Brodie was disappointed to get scooped, but the Stanford report excited him. The identification of the toxin freed him up to answer what he thought was the more interesting question: Why did a single newt carry enough TTX to kill a hundred men? Why would one newt need that much poison?
A SLITHERY SLOPE
Brodie’s breakthrough occurred when he spotted a garter snake chowing down on a newt in one of his buckets. The little snake, no more than half a pound, downed the entire newt. To Brodie’s amazement, it showed no sign of TTX poisoning.
Up to this point, Brodie had deliberately avoided studying snakes—they gave him the willies. But his fascination trumped his phobia: Brodie began collecting garters and observing them feast on newts. Miraculously, the snakes suffered no ill effects, resisting toxic doses that could have killed animals hundreds of times their size. Was the snakes’ resistance to TTX a by-product of their physiology? Or had it evolved in direct response to the poisonous meals?
Brodie speculated that the snakes’ resistance explained the newts’ extreme toxicity; the two species could be evolving in response to each other, a tit-for-tat adaptation in competing species that biologists call coevolution. Pressure applied by one species drives an adaptation in the other, and that evolutionary response puts pressure back on the first species to deal with it.
Over the next 30 years, Brodie studied the snakes and newts, and his research turned into a family business. His son, Dr. Edmund D. Brodie III, joined the effort, and together the Brodies found that only a handful of the snakes’ genes are involved in developing TTX resistance. More important, the reptiles have the ability to adapt quickly. Through decades of experiments and observations, the two Brodies showed that the newts had indeed developed toxicity as a defense against predators. The snakes, in turn, developed a resistance to the poison so they could continue to eat newts, driving the newts to increase their toxicity. The two species kept adapting to each other’s defenses like two nations developing bigger and badder nuclear weapons—an evolutionary arms race.
AND THE WINNER IS...
The cold-blooded war between newts and snakes rages on today. The animals share space in forests from southern California up through British Columbia. Where low toxicity newts are found, the snakes in the area have lower resistance to TTX; highly toxic newts are neighbors to the most resistant snakes.

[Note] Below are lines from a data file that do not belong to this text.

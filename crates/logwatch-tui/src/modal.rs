//! Centered overlay shown above the active screen: an error's full detail
//! with its status selector, or a container's log tail.

use color_eyre::eyre::Result;
use crossterm::event::{KeyCode, KeyEvent};
use ratatui::Frame;
use ratatui::layout::{Constraint, Layout, Rect};
use ratatui::style::{Modifier, Style};
use ratatui::text::{Line, Span};
use ratatui::widgets::{Block, BorderType, Borders, Clear, Paragraph, Wrap};

use logwatch_api::{ErrorRecord, ErrorStatus};

use crate::action::Action;
use crate::component::Component;
use crate::theme;
use crate::widgets::{centered_rect, fmt, sub_tabs::render_sub_tabs};

#[derive(Debug, Clone)]
enum Content {
    ErrorDetail {
        record: Box<ErrorRecord>,
        /// Selector value; changes only on user input.
        selected: ErrorStatus,
    },
    ContainerLogs {
        name: String,
        logs: String,
    },
}

#[derive(Debug, Clone)]
pub struct Modal {
    content: Content,
    scroll: u16,
}

impl Modal {
    pub fn error_detail(record: ErrorRecord) -> Self {
        let selected = record.status.clone();
        Self {
            content: Content::ErrorDetail {
                record: Box::new(record),
                selected,
            },
            scroll: 0,
        }
    }

    pub fn container_logs(name: String, logs: String) -> Self {
        Self {
            content: Content::ContainerLogs { name, logs },
            scroll: 0,
        }
    }

    /// Current value of the status selector, for error detail modals.
    pub fn selected_status(&self) -> Option<ErrorStatus> {
        match &self.content {
            Content::ErrorDetail { selected, .. } => Some(selected.clone()),
            Content::ContainerLogs { .. } => None,
        }
    }

    /// Step the status selector; returns the update to send, if any.
    fn cycle_status(&mut self, forward: bool) -> Option<Action> {
        let Content::ErrorDetail { record, selected } = &mut self.content else {
            return None;
        };
        let all = &ErrorStatus::ALL;
        // An unrecognized stored status starts the selector from the top.
        let next = match all.iter().position(|s| *s == *selected) {
            Some(i) if forward => all.get(i + 1).cloned()?,
            Some(i) => all.get(i.checked_sub(1)?).cloned()?,
            None => ErrorStatus::New,
        };
        selected.clone_from(&next);
        Some(Action::UpdateErrorStatus {
            id: record.id,
            status: next,
        })
    }

    fn title(&self) -> String {
        match &self.content {
            Content::ErrorDetail { record, .. } => format!(" Error Detail #{} ", record.id),
            Content::ContainerLogs { .. } => " Container Logs ".to_owned(),
        }
    }

    fn body(&self) -> Vec<Line<'_>> {
        match &self.content {
            Content::ErrorDetail { record, .. } => detail_lines(record),
            Content::ContainerLogs { name, logs } => {
                let mut lines = vec![
                    Line::from(Span::styled(format!(" {name}"), theme::title_style())),
                    Line::from(""),
                ];
                if logs.is_empty() {
                    lines.push(Line::from(Span::styled(" (no output)", theme::empty_state())));
                } else {
                    lines.extend(logs.lines().map(|l| {
                        Line::from(Span::styled(l, Style::default().fg(theme::DIM_WHITE)))
                    }));
                }
                lines
            }
        }
    }
}

fn field<'a>(label: &'a str, value: String, style: Style) -> Line<'a> {
    Line::from(vec![
        Span::styled(format!(" {label:<12}"), Style::default().fg(theme::BORDER_GRAY)),
        Span::styled(value, style),
    ])
}

fn section(title: &str) -> [Line<'_>; 2] {
    [
        Line::from(""),
        Line::from(Span::styled(
            format!(" {title}"),
            Style::default()
                .fg(theme::NEON_CYAN)
                .add_modifier(Modifier::BOLD),
        )),
    ]
}

fn detail_lines(record: &ErrorRecord) -> Vec<Line<'_>> {
    let plain = Style::default().fg(theme::DIM_WHITE);
    let mut lines = vec![
        field(
            "Container",
            record.container_name.clone(),
            theme::container_name(),
        ),
        field("Time", fmt::format_timestamp(&record.timestamp), plain),
        field(
            "Type",
            record.error_type.clone().unwrap_or_else(|| "Unknown".into()),
            plain,
        ),
        field(
            "Severity",
            fmt::severity_label(record.severity.as_ref()),
            theme::severity(record.severity.as_ref()),
        ),
    ];

    lines.extend(section("Message"));
    lines.extend(
        record
            .error_message
            .lines()
            .map(|l| Line::from(Span::styled(format!(" {l}"), plain))),
    );

    let optional = [
        ("Full log", record.log_content.as_deref()),
        ("AI analysis", record.ai_analysis.as_deref()),
        ("AI solution", record.ai_solution.as_deref()),
    ];
    for (title, text) in optional {
        let Some(text) = text.filter(|t| !t.is_empty()) else {
            continue;
        };
        lines.extend(section(title));
        lines.extend(
            text.lines()
                .map(|l| Line::from(Span::styled(format!(" {l}"), plain))),
        );
    }
    lines
}

impl Component for Modal {
    fn handle_key_event(&mut self, key: KeyEvent) -> Result<Option<Action>> {
        let action = match key.code {
            KeyCode::Esc | KeyCode::Char('q') => Some(Action::CloseModal),
            KeyCode::Char('j') | KeyCode::Down => {
                self.scroll = self.scroll.saturating_add(1);
                None
            }
            KeyCode::Char('k') | KeyCode::Up => {
                self.scroll = self.scroll.saturating_sub(1);
                None
            }
            KeyCode::PageDown => {
                self.scroll = self.scroll.saturating_add(10);
                None
            }
            KeyCode::PageUp => {
                self.scroll = self.scroll.saturating_sub(10);
                None
            }
            KeyCode::Char('g') => {
                self.scroll = 0;
                None
            }
            KeyCode::Right | KeyCode::Char('l') => self.cycle_status(true),
            KeyCode::Left | KeyCode::Char('h') => self.cycle_status(false),
            _ => None,
        };
        Ok(action)
    }

    fn render(&self, frame: &mut Frame, area: Rect) {
        let modal_area = centered_rect(area, 100, area.height.saturating_sub(4).max(10));
        frame.render_widget(Clear, modal_area);

        let block = Block::default()
            .title(self.title())
            .title_style(theme::title_style())
            .borders(Borders::ALL)
            .border_type(BorderType::Rounded)
            .border_style(theme::border_focused())
            .style(Style::default().bg(theme::BG_DARK));
        let inner = block.inner(modal_area);
        frame.render_widget(block, modal_area);

        let selector_height = u16::from(self.selected_status().is_some());
        let layout = Layout::vertical([
            Constraint::Length(selector_height),
            Constraint::Min(1),
            Constraint::Length(1),
        ])
        .split(inner);

        if let Some(selected) = self.selected_status() {
            let all = ErrorStatus::ALL;
            let labels: Vec<&str> = all.iter().map(ErrorStatus::label).collect();
            let idx = all.iter().position(|s| *s == selected);
            let mut line = render_sub_tabs(" Status      ", &labels, idx);
            if idx.is_none() {
                line.push_span(Span::styled(
                    format!("  (stored: {})", selected.label()),
                    theme::error_status(&selected),
                ));
            }
            frame.render_widget(Paragraph::new(line), layout[0]);
        }

        frame.render_widget(
            Paragraph::new(self.body())
                .wrap(Wrap { trim: false })
                .scroll((self.scroll, 0)),
            layout[1],
        );

        let mut hints = vec![
            Span::styled(" j/k ", theme::key_hint_key()),
            Span::styled("scroll  ", theme::key_hint()),
        ];
        if self.selected_status().is_some() {
            hints.push(Span::styled("←/→ ", theme::key_hint_key()));
            hints.push(Span::styled("change status  ", theme::key_hint()));
        }
        hints.push(Span::styled("Esc ", theme::key_hint_key()));
        hints.push(Span::styled("close", theme::key_hint()));
        frame.render_widget(Paragraph::new(Line::from(hints)), layout[2]);
    }

}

But there are a few especially interesting battlegrounds scattered between San Francisco and Vancouver Island. In these spots, the least resistant snakes can eat the most toxic newts. It turns out that newts can keep only a limited amount of toxin in their skin. They’re not big animals, so the most poisonous newts the Brodies have come across max out at a little more than 10 milligrams of TTX. Meanwhile, the most resistant snakes can survive a hit of 100 milligrams, an amount that appears to be well beyond the upper limit of what a single newt can carry.
While it seems the snakes have won the evolutionary battle, don’t count out the newts just yet. The mutation that gives the snakes immunity also appears to make them slower than their less-resistant cousins. If this turns out to hinder their survival, the snakes would be pressured to skimp on their TTX resistance for a little more speed, setting the stage for a thrilling newt comeback.